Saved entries
━━━━━━

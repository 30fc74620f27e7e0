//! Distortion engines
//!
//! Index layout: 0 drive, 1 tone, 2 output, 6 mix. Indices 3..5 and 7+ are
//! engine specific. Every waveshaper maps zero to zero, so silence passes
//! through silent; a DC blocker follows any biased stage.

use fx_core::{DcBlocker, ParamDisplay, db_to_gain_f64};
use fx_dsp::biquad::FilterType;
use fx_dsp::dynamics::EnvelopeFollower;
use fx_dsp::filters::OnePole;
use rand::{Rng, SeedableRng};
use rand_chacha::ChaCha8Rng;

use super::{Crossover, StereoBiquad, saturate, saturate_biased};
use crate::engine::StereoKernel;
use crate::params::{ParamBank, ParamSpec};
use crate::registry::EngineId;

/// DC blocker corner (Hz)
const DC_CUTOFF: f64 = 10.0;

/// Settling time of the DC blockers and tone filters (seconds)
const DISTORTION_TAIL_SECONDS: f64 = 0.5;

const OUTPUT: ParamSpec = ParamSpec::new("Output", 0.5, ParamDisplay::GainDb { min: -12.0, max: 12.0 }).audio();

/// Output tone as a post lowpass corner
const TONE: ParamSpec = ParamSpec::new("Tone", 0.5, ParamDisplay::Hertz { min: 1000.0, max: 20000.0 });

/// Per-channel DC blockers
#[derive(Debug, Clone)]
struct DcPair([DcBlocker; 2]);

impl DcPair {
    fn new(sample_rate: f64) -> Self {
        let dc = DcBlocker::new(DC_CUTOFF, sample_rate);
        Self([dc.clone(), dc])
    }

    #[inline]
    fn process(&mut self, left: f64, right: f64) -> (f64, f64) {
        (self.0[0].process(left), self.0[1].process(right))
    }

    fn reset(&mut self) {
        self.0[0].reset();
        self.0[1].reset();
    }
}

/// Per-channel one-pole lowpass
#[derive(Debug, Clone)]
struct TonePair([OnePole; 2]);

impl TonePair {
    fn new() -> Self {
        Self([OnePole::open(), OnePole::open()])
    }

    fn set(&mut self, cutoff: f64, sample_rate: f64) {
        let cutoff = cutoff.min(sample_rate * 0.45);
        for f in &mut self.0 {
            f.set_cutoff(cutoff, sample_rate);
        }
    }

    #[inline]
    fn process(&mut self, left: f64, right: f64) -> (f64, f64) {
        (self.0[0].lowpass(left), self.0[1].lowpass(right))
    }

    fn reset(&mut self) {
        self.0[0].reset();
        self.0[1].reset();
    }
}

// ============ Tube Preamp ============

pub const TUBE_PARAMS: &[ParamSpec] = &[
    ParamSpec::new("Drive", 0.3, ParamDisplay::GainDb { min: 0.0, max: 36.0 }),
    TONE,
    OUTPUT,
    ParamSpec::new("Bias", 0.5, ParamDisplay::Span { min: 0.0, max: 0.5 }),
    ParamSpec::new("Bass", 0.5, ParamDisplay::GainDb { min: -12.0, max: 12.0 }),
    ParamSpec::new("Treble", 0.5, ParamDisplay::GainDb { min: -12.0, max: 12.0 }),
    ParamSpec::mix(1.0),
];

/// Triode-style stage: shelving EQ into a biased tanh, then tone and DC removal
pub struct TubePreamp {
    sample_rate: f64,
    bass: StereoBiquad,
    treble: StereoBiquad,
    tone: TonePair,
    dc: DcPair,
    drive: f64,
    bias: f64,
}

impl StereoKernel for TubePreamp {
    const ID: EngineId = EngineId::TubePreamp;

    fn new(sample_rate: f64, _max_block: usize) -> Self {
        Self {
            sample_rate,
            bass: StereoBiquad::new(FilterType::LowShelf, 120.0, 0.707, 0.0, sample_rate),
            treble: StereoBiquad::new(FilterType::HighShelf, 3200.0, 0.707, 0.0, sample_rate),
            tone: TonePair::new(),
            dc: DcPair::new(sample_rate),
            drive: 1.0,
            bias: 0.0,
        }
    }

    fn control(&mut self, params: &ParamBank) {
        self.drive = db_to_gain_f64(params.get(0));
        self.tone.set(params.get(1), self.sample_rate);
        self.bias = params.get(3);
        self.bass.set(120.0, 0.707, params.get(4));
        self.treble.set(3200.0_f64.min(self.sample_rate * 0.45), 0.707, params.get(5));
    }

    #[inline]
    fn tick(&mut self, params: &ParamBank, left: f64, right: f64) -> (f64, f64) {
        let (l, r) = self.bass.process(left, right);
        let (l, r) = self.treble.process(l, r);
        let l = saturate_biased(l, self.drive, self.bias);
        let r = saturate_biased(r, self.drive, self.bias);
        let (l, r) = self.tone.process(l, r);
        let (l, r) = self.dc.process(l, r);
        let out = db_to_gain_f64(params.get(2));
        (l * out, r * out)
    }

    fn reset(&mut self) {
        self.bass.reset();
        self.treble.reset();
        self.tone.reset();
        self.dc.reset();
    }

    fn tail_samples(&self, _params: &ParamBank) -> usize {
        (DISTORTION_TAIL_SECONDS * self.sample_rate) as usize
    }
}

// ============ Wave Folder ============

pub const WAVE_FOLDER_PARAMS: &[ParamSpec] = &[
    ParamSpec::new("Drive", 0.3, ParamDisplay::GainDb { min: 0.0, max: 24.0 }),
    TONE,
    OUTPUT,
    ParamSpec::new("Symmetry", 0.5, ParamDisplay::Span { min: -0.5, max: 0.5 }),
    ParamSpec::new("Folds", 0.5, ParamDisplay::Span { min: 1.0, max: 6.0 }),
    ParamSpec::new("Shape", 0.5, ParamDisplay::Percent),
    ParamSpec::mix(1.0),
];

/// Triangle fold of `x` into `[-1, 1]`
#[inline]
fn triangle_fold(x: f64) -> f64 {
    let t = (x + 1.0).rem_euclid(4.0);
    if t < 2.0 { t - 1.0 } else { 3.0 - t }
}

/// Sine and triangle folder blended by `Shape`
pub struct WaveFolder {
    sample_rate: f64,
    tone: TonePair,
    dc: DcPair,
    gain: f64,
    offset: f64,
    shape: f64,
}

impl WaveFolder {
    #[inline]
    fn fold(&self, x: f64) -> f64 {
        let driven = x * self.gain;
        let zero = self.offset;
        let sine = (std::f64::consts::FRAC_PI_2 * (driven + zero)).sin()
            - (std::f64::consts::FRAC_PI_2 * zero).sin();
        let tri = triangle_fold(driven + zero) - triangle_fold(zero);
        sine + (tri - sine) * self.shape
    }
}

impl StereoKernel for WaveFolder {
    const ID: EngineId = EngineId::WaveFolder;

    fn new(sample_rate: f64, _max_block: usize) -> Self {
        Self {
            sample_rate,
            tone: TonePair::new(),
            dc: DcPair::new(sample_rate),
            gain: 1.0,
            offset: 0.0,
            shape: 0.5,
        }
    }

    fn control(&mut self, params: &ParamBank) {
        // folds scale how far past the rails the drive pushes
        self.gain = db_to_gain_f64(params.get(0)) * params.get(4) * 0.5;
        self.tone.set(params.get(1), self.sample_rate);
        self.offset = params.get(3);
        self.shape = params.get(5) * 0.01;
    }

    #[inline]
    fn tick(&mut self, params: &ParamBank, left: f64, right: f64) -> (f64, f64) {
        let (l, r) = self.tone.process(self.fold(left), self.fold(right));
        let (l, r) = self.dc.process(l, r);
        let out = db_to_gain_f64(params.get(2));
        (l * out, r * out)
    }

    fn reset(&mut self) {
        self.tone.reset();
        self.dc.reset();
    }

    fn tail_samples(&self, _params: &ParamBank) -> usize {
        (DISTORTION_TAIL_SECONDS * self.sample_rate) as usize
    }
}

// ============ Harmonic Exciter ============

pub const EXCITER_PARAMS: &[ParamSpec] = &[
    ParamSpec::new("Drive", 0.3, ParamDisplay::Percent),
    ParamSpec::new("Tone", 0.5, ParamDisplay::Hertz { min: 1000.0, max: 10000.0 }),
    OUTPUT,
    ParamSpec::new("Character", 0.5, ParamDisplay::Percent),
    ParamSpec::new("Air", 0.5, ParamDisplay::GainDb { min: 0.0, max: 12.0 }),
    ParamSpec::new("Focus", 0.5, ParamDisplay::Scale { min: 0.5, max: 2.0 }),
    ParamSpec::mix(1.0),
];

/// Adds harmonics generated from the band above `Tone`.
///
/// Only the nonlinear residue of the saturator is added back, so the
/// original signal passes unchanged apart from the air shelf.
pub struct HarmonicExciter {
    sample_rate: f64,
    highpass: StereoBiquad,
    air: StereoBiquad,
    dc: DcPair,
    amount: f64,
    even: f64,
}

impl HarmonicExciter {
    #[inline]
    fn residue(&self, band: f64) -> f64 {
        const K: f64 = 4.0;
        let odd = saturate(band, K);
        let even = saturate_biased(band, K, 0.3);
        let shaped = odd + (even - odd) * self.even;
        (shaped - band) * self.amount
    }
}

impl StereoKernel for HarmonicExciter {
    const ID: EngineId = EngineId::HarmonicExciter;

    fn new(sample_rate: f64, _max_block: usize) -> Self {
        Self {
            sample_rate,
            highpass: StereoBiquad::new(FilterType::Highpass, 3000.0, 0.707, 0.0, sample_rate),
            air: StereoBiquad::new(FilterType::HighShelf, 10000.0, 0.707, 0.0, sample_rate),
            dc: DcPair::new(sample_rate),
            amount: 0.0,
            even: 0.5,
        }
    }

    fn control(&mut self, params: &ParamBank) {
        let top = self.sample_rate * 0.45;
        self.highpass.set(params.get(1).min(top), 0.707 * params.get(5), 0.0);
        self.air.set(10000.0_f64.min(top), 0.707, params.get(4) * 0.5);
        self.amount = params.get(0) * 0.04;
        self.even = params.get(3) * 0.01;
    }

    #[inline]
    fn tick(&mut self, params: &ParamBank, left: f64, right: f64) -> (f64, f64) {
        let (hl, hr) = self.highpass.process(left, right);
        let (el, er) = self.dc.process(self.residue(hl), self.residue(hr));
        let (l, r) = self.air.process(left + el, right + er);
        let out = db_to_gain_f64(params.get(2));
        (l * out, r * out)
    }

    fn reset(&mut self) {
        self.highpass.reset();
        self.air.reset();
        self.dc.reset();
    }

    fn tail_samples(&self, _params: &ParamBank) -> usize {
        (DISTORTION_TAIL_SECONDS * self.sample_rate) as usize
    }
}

━━━━━━

→ WORK INSTRUCTION
Give the number of lines in the entries above that include the word "HighShelf", and nothing more.

→ REPLY
2